I doubt it. Significantly and worryingly, public calls for institutional reform, for corporate accountability and for an end to the endless power abuse of elites in both politics and business have been drowned out by the anti-Park roar. The dubious pleasure of viewing Park's humiliation may soon sour, for Korea's external challenges are untouched by one president's downfall. They are worldwide, long-term, big-picture ― and distinctly menacing for this nation.

The vote for Brexit in the U.K. and the election of Donald Trump in the U.S. are emblematic of a startling and worrisome global trend: A backlash against free trade and multiculturalism. Research this year indicates that global trade has peaked. The progress of the World Trade Organization (WTO), the body tasked with liberalizing international trade, has been stalled since 2001. If trade in goods and services turns downward, the free movement of peoples across borders ― a force once empowered by conquest and colonialism, but more latterly by commerce ― will also be impacted.

It looks possible, even likely, that Brexit negotiations will be contentious. They could damage both the EU and the U.K. Trumpian America is poised to take a defensive/aggressive stance towards global competition and free trade pacts. These trends forewarn of a possible erosion of WTO practices, a return to protectionism and trade wars.

These trends directly threaten Korea for stark reasons.

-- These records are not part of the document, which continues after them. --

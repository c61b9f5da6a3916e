//! Submission form: binds a raw payload into a new survey record.
//!
//! Every slot is checked before anything is returned, so a submitter sees all of
//! their mistakes in one round trip.

use std::sync::Arc;

use serde_json::{Map, Value};

use crate::codec::ChoiceCodec;
use crate::errors::FieldErrors;
use crate::models::{NewSurveyRecord, StoredValue};
use crate::schema::{AnswerSlot, FieldKind, SurveySchema};

pub const REQUIRED: &str = "This field is required.";
pub const INVALID_LIST: &str = "Enter a list of values.";
pub const INVALID_CHOICE: &str = "Enter a valid choice.";
pub const INVALID_TEXT: &str = "Enter a valid value.";
pub const INVALID_INTEGER: &str = "Enter a whole number.";

fn unknown_choice(code: &str) -> String {
    format!(
        "Select a valid choice. {} is not one of the available choices.",
        code
    )
}

fn too_long(max: usize, len: usize) -> String {
    format!(
        "Ensure this value has at most {} characters (it has {}).",
        max, len
    )
}

/// Validates submissions against a survey schema.
#[derive(Debug, Clone)]
pub struct SubmissionForm {
    schema: Arc<SurveySchema>,
    all_optional: bool,
}

impl SubmissionForm {
    /// A form where every slot is optional.
    pub fn new(schema: Arc<SurveySchema>) -> Self {
        Self {
            schema,
            all_optional: true,
        }
    }

    /// When `false`, an unanswered slot is reported as required.
    pub fn with_all_optional(mut self, all_optional: bool) -> Self {
        self.all_optional = all_optional;
        self
    }

    pub fn all_optional(&self) -> bool {
        self.all_optional
    }

    pub fn schema(&self) -> &SurveySchema {
        &self.schema
    }

    /// Bind `payload` into a record, or return the messages for every invalid slot.
    ///
    /// Absent keys are unanswered slots. Keys that name no slot are ignored.
    pub fn bind(&self, payload: &Map<String, Value>) -> Result<NewSurveyRecord, FieldErrors> {
        let mut record = NewSurveyRecord::empty(&self.schema);
        let mut errors = FieldErrors::new();

        for slot in self.schema.slots() {
            let raw = payload.get(&slot.name).unwrap_or(&Value::Null);
            match clean(slot, raw) {
                Ok(value) => {
                    if value.is_empty() && !self.all_optional {
                        errors.insert(slot.name.clone(), vec![REQUIRED.to_string()]);
                    } else {
                        record.answers.insert(slot.name.clone(), value);
                    }
                }
                Err(messages) => {
                    errors.insert(slot.name.clone(), messages);
                }
            }
        }

        for key in payload.keys() {
            if self.schema.slot(key).is_none() {
                tracing::debug!("Ignoring unknown field {} in submission", key);
            }
        }

        if errors.is_empty() {
            Ok(record)
        } else {
            Err(errors)
        }
    }
}

/// Clean one raw value according to its slot kind.
fn clean(slot: &AnswerSlot, raw: &Value) -> Result<StoredValue, Vec<String>> {
    match &slot.kind {
        FieldKind::SingleChoice { .. } => clean_single(slot, raw),
        FieldKind::MultiChoice { .. } | FieldKind::MultiChoiceWithOther { .. } => {
            clean_multi(slot, raw)
        }
        FieldKind::FreeText => clean_text(slot, raw),
        FieldKind::Integer => clean_integer(raw),
    }
}

fn clean_single(slot: &AnswerSlot, raw: &Value) -> Result<StoredValue, Vec<String>> {
    let code = match raw {
        Value::Null => String::new(),
        Value::String(s) => s.clone(),
        Value::Number(n) => n.to_string(),
        _ => return Err(vec![INVALID_CHOICE.to_string()]),
    };
    if !code.is_empty() && !slot.kind.accepts_code(&code) {
        return Err(vec![unknown_choice(&code)]);
    }
    Ok(StoredValue::Text(code))
}

fn clean_multi(slot: &AnswerSlot, raw: &Value) -> Result<StoredValue, Vec<String>> {
    let items = match raw {
        Value::Null => return Ok(StoredValue::Text(String::new())),
        Value::Array(items) => items,
        _ => return Err(vec![INVALID_LIST.to_string()]),
    };

    // A selection is a set: repeats collapse onto the first occurrence
    let mut codes: Vec<&str> = Vec::with_capacity(items.len());
    let mut messages = Vec::new();
    for item in items {
        match item {
            Value::String(code) if slot.kind.accepts_code(code) => {
                if !codes.contains(&code.as_str()) {
                    codes.push(code.as_str());
                }
            }
            Value::String(code) => messages.push(unknown_choice(code)),
            other => messages.push(unknown_choice(&other.to_string())),
        }
    }
    if !messages.is_empty() {
        return Err(messages);
    }

    let encoded = ChoiceCodec::encode(&codes);
    let len = encoded.chars().count();
    if len > slot.max_width {
        return Err(vec![too_long(slot.max_width, len)]);
    }
    Ok(StoredValue::Text(encoded))
}

fn clean_text(slot: &AnswerSlot, raw: &Value) -> Result<StoredValue, Vec<String>> {
    let text = match raw {
        Value::Null => String::new(),
        Value::String(s) => s.clone(),
        _ => return Err(vec![INVALID_TEXT.to_string()]),
    };
    let len = text.chars().count();
    if len > slot.max_width {
        return Err(vec![too_long(slot.max_width, len)]);
    }
    Ok(StoredValue::Text(text))
}

fn clean_integer(raw: &Value) -> Result<StoredValue, Vec<String>> {
    match raw {
        Value::Null => Ok(StoredValue::Integer(None)),
        Value::Number(n) => n
            .as_i64()
            .map(|v| StoredValue::Integer(Some(v)))
            .ok_or_else(|| vec![INVALID_INTEGER.to_string()]),
        Value::String(s) if s.trim().is_empty() => Ok(StoredValue::Integer(None)),
        Value::String(s) => s
            .trim()
            .parse::<i64>()
            .map(|v| StoredValue::Integer(Some(v)))
            .map_err(|_| vec![INVALID_INTEGER.to_string()]),
        _ => Err(vec![INVALID_INTEGER.to_string()]),
    }
}

#[cfg(test)]
mod tests {
    use serde_json::json;

    use super::*;
    use crate::schema::{national_park_survey, Choice};

    fn form() -> SubmissionForm {
        SubmissionForm::new(Arc::new(national_park_survey().unwrap()))
    }

    fn payload(value: Value) -> Map<String, Value> {
        value.as_object().cloned().unwrap()
    }

    #[test]
    fn test_empty_submission_is_accepted() {
        let form = form();
        let record = form.bind(&Map::new()).unwrap();

        assert_eq!(record.answers.len(), form.schema().slots().len());
        assert!(record.answers.values().all(StoredValue::is_empty));
        assert_eq!(record.get("q10_1"), Some(&StoredValue::Integer(None)));
        assert_eq!(record.get("q4"), Some(&StoredValue::Text(String::new())));
    }

    #[test]
    fn test_binds_every_kind() {
        let record = form()
            .bind(&payload(json!({
                "q1": "2",
                "q4": ["W", "AA"],
                "q7": "82190",
                "q10_1": 2,
                "q10_2": " 3 ",
                "q12": ["2", "OTHER"],
                "q12_23_text": "A ranger at the gate",
            })))
            .unwrap();

        assert_eq!(record.get("q1"), Some(&StoredValue::Text("2".to_string())));
        assert_eq!(record.get("q4"), Some(&StoredValue::Text("W,AA".to_string())));
        assert_eq!(record.get("q7"), Some(&StoredValue::Text("82190".to_string())));
        assert_eq!(record.get("q10_1"), Some(&StoredValue::Integer(Some(2))));
        assert_eq!(record.get("q10_2"), Some(&StoredValue::Integer(Some(3))));
        assert_eq!(
            record.get("q12"),
            Some(&StoredValue::Text("2,OTHER".to_string()))
        );
    }

    #[test]
    fn test_reports_every_invalid_slot() {
        let errors = form()
            .bind(&payload(json!({
                "q4": "W",
                "q1": "9",
                "q10_1": "many",
                "q2": "F",
            })))
            .unwrap_err();

        assert_eq!(errors.len(), 3);
        assert_eq!(errors["q4"], vec![INVALID_LIST.to_string()]);
        assert_eq!(
            errors["q1"],
            vec!["Select a valid choice. 9 is not one of the available choices.".to_string()]
        );
        assert_eq!(errors["q10_1"], vec![INVALID_INTEGER.to_string()]);
        assert!(!errors.contains_key("q2"));
    }

    #[test]
    fn test_unknown_multi_code_is_rejected() {
        let errors = form()
            .bind(&payload(json!({ "q4": ["W", "X"] })))
            .unwrap_err();
        assert_eq!(
            errors["q4"],
            vec!["Select a valid choice. X is not one of the available choices.".to_string()]
        );
    }

    #[test]
    fn test_repeated_codes_are_stored_once() {
        let record = form()
            .bind(&payload(json!({ "q4": ["W", "AA", "W", "W"], "q19": ["OTHER", "OTHER"] })))
            .unwrap();
        assert_eq!(record.get("q4"), Some(&StoredValue::Text("W,AA".to_string())));
        assert_eq!(record.get("q19"), Some(&StoredValue::Text("OTHER".to_string())));

        let repeated = vec!["AA"; 8];
        let record = form().bind(&payload(json!({ "q4": repeated }))).unwrap();
        assert_eq!(record.get("q4"), Some(&StoredValue::Text("AA".to_string())));
    }

    #[test]
    fn test_multi_value_wider_than_column_is_a_field_error() {
        const RACE: &[Choice] = &[Choice::new("W", "White"), Choice::new("AA", "Native")];
        let slot = AnswerSlot {
            name: "race".to_string(),
            prompt: "Race".to_string(),
            help: None,
            group: None,
            kind: FieldKind::MultiChoice { choices: RACE },
            max_width: 3,
        };

        assert_eq!(
            clean_multi(&slot, &json!(["W", "AA"])),
            Err(vec![
                "Ensure this value has at most 3 characters (it has 4).".to_string()
            ])
        );
        assert_eq!(
            clean_multi(&slot, &json!(["AA"])),
            Ok(StoredValue::Text("AA".to_string()))
        );
    }

    #[test]
    fn test_other_only_accepted_on_other_kind() {
        let errors = form()
            .bind(&payload(json!({ "q4": ["OTHER"], "q19": ["OTHER"] })))
            .unwrap_err();
        assert!(errors.contains_key("q4"));
        assert!(!errors.contains_key("q19"));
    }

    #[test]
    fn test_other_without_write_in_is_accepted() {
        let record = form().bind(&payload(json!({ "q20": ["OTHER"] }))).unwrap();
        assert_eq!(record.get("q20_10_text"), Some(&StoredValue::Text(String::new())));
    }

    #[test]
    fn test_free_text_length_is_bounded() {
        let errors = form()
            .bind(&payload(json!({ "q7": "12345-67890" })))
            .unwrap_err();
        assert_eq!(
            errors["q7"],
            vec!["Ensure this value has at most 10 characters (it has 11).".to_string()]
        );
    }

    #[test]
    fn test_required_when_not_all_optional() {
        let errors = form()
            .with_all_optional(false)
            .bind(&payload(json!({ "q1": "1", "q4": [] })))
            .unwrap_err();
        assert!(!errors.contains_key("q1"));
        assert_eq!(errors["q4"], vec![REQUIRED.to_string()]);
        assert_eq!(errors["q10_1"], vec![REQUIRED.to_string()]);
    }

    #[test]
    fn test_unknown_keys_are_ignored() {
        let record = form()
            .bind(&payload(json!({ "csrfmiddlewaretoken": "abc", "q3": "Y" })))
            .unwrap();
        assert_eq!(record.get("q3"), Some(&StoredValue::Text("Y".to_string())));
        assert!(record.get("csrfmiddlewaretoken").is_none());
    }
}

The prime mover behind the rise of modern Korea and the enrichment of modern Koreans was global trade. Since 2002's credit crisis, domestic spending has been decimated. Today, Korea's economy is reliant upon trade; Korea's value-add is founded upon exports and Korea's stock and currency markets are at the mercy of global economic fluctuations.

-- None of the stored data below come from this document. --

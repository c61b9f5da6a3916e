//! Survey API endpoints.

use axum::{extract::State, Json};
use serde_json::Value;

use super::{ApiResponse, ApiResult};
use crate::errors::AppError;
use crate::models::{SchemaView, SubmissionReceipt};
use crate::AppState;

/// Notification shown to the respondent once their answers are stored.
pub const SUBMITTED_MESSAGE: &str = "Survey submitted successfully.";

/// GET /api/survey/schema - Describe the form.
pub async fn get_schema(State(state): State<AppState>) -> ApiResult<SchemaView> {
    let view = SchemaView::new(state.form.schema(), state.form.all_optional());
    Ok(ApiResponse::new(view))
}

/// POST /api/survey - Submit one response.
pub async fn submit_survey(
    State(state): State<AppState>,
    Json(payload): Json<Value>,
) -> ApiResult<SubmissionReceipt> {
    let Value::Object(fields) = payload else {
        return Err(AppError::BadRequest(
            "Submission must be a JSON object".to_string(),
        ));
    };

    let record = state.form.bind(&fields).map_err(|errors| {
        tracing::info!("Rejected submission with {} invalid fields", errors.len());
        AppError::Validation(errors)
    })?;

    let stored = state.repo.create_record(&record).await?;

    Ok(ApiResponse::new(SubmissionReceipt {
        id: stored.id,
        created_at: stored.created_at,
    })
    .with_message(SUBMITTED_MESSAGE))
}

Declining global trade is already degrading two critical local sectors which rely upon it: shipbuilding and shipping. The damage to shipbuilding ― which threatens a domino effect in the steel, engineering and paint sectors, not to mention the overall economy of Korea's southeast ― is compounded by the rise of Chinese ship yards, which have aggressively undercut Korean players, and low oil prices which (despite OPECs' desperate output cut) look like a long-term trend.

Amid Choi gate, there is minimal focus on these storm warnings. With the scandal monopolizing pages, screens and coffee-shop chatter, important stories ― such as Samsung's exploding phones and washing machines, and Beijing's assault on China's consumption of hallyu ― are ignored.

Once the excitement of Park's ruination and the subsequent presidential election evaporate, "Hell Joseon" will return with a vengeance. The unfairness of a society where law is disempowered, disrespected and distrusted, leaving protest the only venue for justice. Chaebol offshoring, which erodes investment, job growth and trickle down. The cruel irony of over-education, which leads to the import of millions of foreign workers while local youths face under- and unemployment. The demographic plunge, which places increasing tax and productivity burdens upon working Koreans.

More? The relentless rise of automation which threatens to consume jobs worldwide. The ongoing penetration by price-competitive Chinese brands on the global econoscape. And the fact that international trade is increasingly seen as a zero-sum game (so may, indeed, become one).

If these trends play out, Korea will face the demons Western economies have grappled with for decades: The decimation of the working classes and the erosion of middle classes.

Choi gate is a delicious participation sport, an addictive spectacle and an unstoppable bandwagon that everyone, from schoolchildren to prosecutors, has jumped on. The sooner it ends, the better. The national eye must refocus, with steady gaze, upon the host of menacing challenges gathering steam ahead of Korea's ship of state.